-- WHAT YOU NEED TO DO --
Please copy exactly the lines from the top of the data through the line containing "pass through unchanged.", and nothing else.

Collected data entries
---------------
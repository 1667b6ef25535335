use std::collections::HashMap;
use std::sync::Arc;

use tracing::{debug, trace, warn};

use common::err::TbrResult;

use binlog::events::event::Event;
use binlog::events::protocol::gtid_event::GtidEvent;
use binlog::events::protocol::query_event::QueryEvent;
use binlog::events::protocol::rows_event::RowsEvent;
use binlog::events::protocol::table_map_event::TableMapEvent;
use binlog::gtid::{Gtid, ServerType};
use binlog::tbr_parser::parse_table_names;

use crate::pipeline::{ContentHandler, InjectionQueue};
use crate::registry::{ConsistencyRegistry, CursorBoard};

/// The handler that keeps the consistency registry current.
///
/// Tracks the replication context that row and query events depend on:
/// the current GTID (set by GTID events until the next one) and the
/// table_id → `db.table` mapping established by TABLE_MAP events. Every
/// DML/DDL it can attribute to a table upserts that table's record.
/// All events pass through unchanged.
pub struct RegistryUpdateHandler {
    registry: Arc<ConsistencyRegistry>,
    cursors: Arc<CursorBoard>,
    server_type: ServerType,

    current_gtid: Gtid,
    gtid_known: bool,
    tid_to_table: HashMap<u64, String>,
}

impl RegistryUpdateHandler {
    pub fn new(
        registry: Arc<ConsistencyRegistry>,
        cursors: Arc<CursorBoard>,
        server_type: ServerType,
    ) -> Self {
        RegistryUpdateHandler {
            registry,
            cursors,
            server_type,
            current_gtid: Gtid::default(),
            gtid_known: false,
            tid_to_table: HashMap::new(),
        }
    }

    fn publish_gtid(&self, server_id: u32) {
        if let Some(mut cursor) = self.cursors.get(server_id) {
            cursor.gtid = self.current_gtid.clone();
            cursor.gtid_known = self.gtid_known;
            self.cursors.publish(cursor);
        }
    }
}

impl ContentHandler for RegistryUpdateHandler {
    fn on_gtid(&mut self, event: GtidEvent, _: &mut InjectionQueue) -> TbrResult<Option<Event>> {
        // the stored dialect must match the producing server
        if event.gtid.server_type() == self.server_type {
            self.current_gtid = event.gtid.clone();
            self.gtid_known = true;
            self.publish_gtid(event.header.server_id);
            trace!("Transaction group {}", self.current_gtid);
        } else {
            warn!(
                "Ignoring {} gtid {} from a {} server",
                event.gtid.server_type().name(),
                event.gtid,
                self.server_type.name()
            );
        }
        Ok(Some(Event::Gtid(event)))
    }

    fn on_table_map(
        &mut self,
        event: TableMapEvent,
        _: &mut InjectionQueue,
    ) -> TbrResult<Option<Event>> {
        self.tid_to_table
            .insert(event.table_id, event.qualified_name());
        Ok(Some(Event::TableMap(event)))
    }

    fn on_rows(&mut self, event: RowsEvent, _: &mut InjectionQueue) -> TbrResult<Option<Event>> {
        match self.tid_to_table.get(&event.table_id) {
            Some(db_table) => {
                self.registry
                    .update(&event.header, db_table, self.gtid_known, &self.current_gtid);
                debug!(
                    "server {} table {} at {} gtid {}",
                    event.header.server_id,
                    db_table,
                    event.header.next_position,
                    self.current_gtid
                );
            }
            None => {
                warn!(
                    "Rows event for unmapped table id {} (server {})",
                    event.table_id, event.header.server_id
                );
            }
        }
        Ok(Some(Event::Rows(event)))
    }

    fn on_query(&mut self, event: QueryEvent, _: &mut InjectionQueue) -> TbrResult<Option<Event>> {
        if let Some(tables) = parse_table_names(&event.sql) {
            for table in tables {
                // an empty database means the statement ran in the
                // QUERY event's current schema
                let db = if table.db.is_empty() {
                    event.db_name.as_str()
                } else {
                    table.db.as_str()
                };
                let db_table = format!("{}.{}", db, table.table);
                self.registry
                    .update(&event.header, &db_table, self.gtid_known, &self.current_gtid);
                debug!(
                    "server {} statement touched {} at {}",
                    event.header.server_id, db_table, event.header.next_position
                );
            }
        }
        Ok(Some(Event::Query(event)))
    }
}

#[cfg(test)]
mod tests {
    use super::*;

    use binlog::b_type::LogEventType;
    use binlog::events::event_header::Header;
    use binlog::events::protocol::rows_event::RowsKind;

    fn harness() -> (Arc<ConsistencyRegistry>, Arc<CursorBoard>, RegistryUpdateHandler) {
        let registry = Arc::new(ConsistencyRegistry::new());
        let cursors = Arc::new(CursorBoard::new());
        let handler =
            RegistryUpdateHandler::new(registry.clone(), cursors.clone(), ServerType::MariaDb);
        (registry, cursors, handler)
    }

    fn header(event_type: LogEventType, server_id: u32, next_position: u32) -> Header {
        Header::new(0, event_type as u8, server_id, 100, next_position, 0)
    }

    fn rows_event(table_id: u64, server_id: u32, next_position: u32) -> RowsEvent {
        RowsEvent {
            header: header(LogEventType::WriteRowsEventV1, server_id, next_position),
            kind: RowsKind::Write,
            table_id,
            flags: 0,
            columns_number: 1,
            used_columns: vec![1],
            used_columns_update: None,
            rows: vec![],
        }
    }

    fn table_map(table_id: u64, db: &str, table: &str) -> TableMapEvent {
        TableMapEvent {
            header: header(LogEventType::TableMapEvent, 10, 200),
            table_id,
            flags: 0,
            database_name: db.to_string(),
            table_name: table.to_string(),
            columns_number: 1,
            column_types: vec![3],
            column_metadata: vec![0],
            null_bitmap: vec![0],
        }
    }

    fn gtid_event(domain: u32, server_id: u32, sequence: u64) -> GtidEvent {
        GtidEvent {
            header: header(LogEventType::GtidMariadbEvent, server_id, 150),
            gtid: Gtid::mariadb(domain, server_id, sequence),
            commit_flag: 0,
        }
    }

    #[test]
    fn rows_after_table_map_update_the_registry() {
        let (registry, _, mut handler) = harness();
        let mut queue = InjectionQueue::new();

        handler.on_table_map(table_map(7, "db1", "t1"), &mut queue).unwrap();
        handler.on_rows(rows_event(7, 10, 256), &mut queue).unwrap();

        let record = registry.query("db1.t1", 0).unwrap();
        assert_eq!(record.server_id, 10);
        assert_eq!(record.binlog_pos, 256);
        assert!(!record.gtid_known);
    }

    #[test]
    fn gtid_context_is_attached_to_following_rows() {
        let (registry, _, mut handler) = harness();
        let mut queue = InjectionQueue::new();

        handler.on_gtid(gtid_event(0, 10, 43), &mut queue).unwrap();
        handler.on_table_map(table_map(9, "db2", "t2"), &mut queue).unwrap();
        handler.on_rows(rows_event(9, 10, 900), &mut queue).unwrap();

        let record = registry.query("db2.t2", 0).unwrap();
        assert_eq!(record.binlog_pos, 900);
        assert!(record.gtid_known);
        assert_eq!(record.gtid.string(), "0-10-43");
    }

    #[test]
    fn mismatched_gtid_dialect_is_ignored() {
        let (registry, _, mut handler) = harness();
        let mut queue = InjectionQueue::new();

        let mysql_gtid = GtidEvent {
            header: header(LogEventType::GtidMysqlEvent, 10, 150),
            gtid: Gtid::mysql([1u8; 16], 5),
            commit_flag: 1,
        };
        handler.on_gtid(mysql_gtid, &mut queue).unwrap();
        handler.on_table_map(table_map(1, "d", "t"), &mut queue).unwrap();
        handler.on_rows(rows_event(1, 10, 300), &mut queue).unwrap();

        let record = registry.query("d.t", 0).unwrap();
        assert!(!record.gtid_known);
    }

    #[test]
    fn query_events_update_via_table_name_parsing() {
        let (registry, _, mut handler) = harness();
        let mut queue = InjectionQueue::new();

        let query = QueryEvent {
            header: header(LogEventType::QueryEvent, 10, 120),
            thread_id: 1,
            exec_time: 0,
            error_code: 0,
            status_vars: vec![],
            db_name: "db0".to_string(),
            sql: "UPDATE a.t1, t3 SET x=1".to_string(),
        };
        handler.on_query(query, &mut queue).unwrap();

        assert_eq!(registry.query("a.t1", 0).unwrap().binlog_pos, 120);
        // empty database resolves to the event's current schema
        assert_eq!(registry.query("db0.t3", 0).unwrap().binlog_pos, 120);
    }

    #[test]
    fn untracked_statements_leave_the_registry_alone() {
        let (registry, _, mut handler) = harness();
        let mut queue = InjectionQueue::new();

        let query = QueryEvent {
            header: header(LogEventType::QueryEvent, 10, 120),
            thread_id: 1,
            exec_time: 0,
            error_code: 0,
            status_vars: vec![],
            db_name: "db0".to_string(),
            sql: "BEGIN".to_string(),
        };
        handler.on_query(query, &mut queue).unwrap();
        assert!(registry.is_empty());
    }

    #[test]
    fn unmapped_table_id_does_not_update() {
        let (registry, _, mut handler) = harness();
        let mut queue = InjectionQueue::new();
        handler.on_rows(rows_event(99, 10, 500), &mut queue).unwrap();
        assert!(registry.is_empty());
    }
}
---------------
-- EXERCISE RESULT --
repository 1667b6ef25535335
use std::collections::HashMap;
use std::sync::Arc;

use tracing::{debug, trace, warn};

use common::err::TbrResult;

use binlog::events::event::Event;
use binlog::events::protocol::gtid_event::GtidEvent;
use binlog::events::protocol::query_event::QueryEvent;
use binlog::events::protocol::rows_event::RowsEvent;
use binlog::events::protocol::table_map_event::TableMapEvent;
use binlog::gtid::{Gtid, ServerType};
use binlog::tbr_parser::parse_table_names;

use crate::pipeline::{ContentHandler, InjectionQueue};
use crate::registry::{ConsistencyRegistry, CursorBoard};

/// The handler that keeps the consistency registry current.
///
/// Tracks the replication context that row and query events depend on:
/// the current GTID (set by GTID events until the next one) and the
/// table_id → `db.table` mapping established by TABLE_MAP events. Every
/// DML/DDL it can attribute to a table upserts that table's record.
/// All events pass through unchanged.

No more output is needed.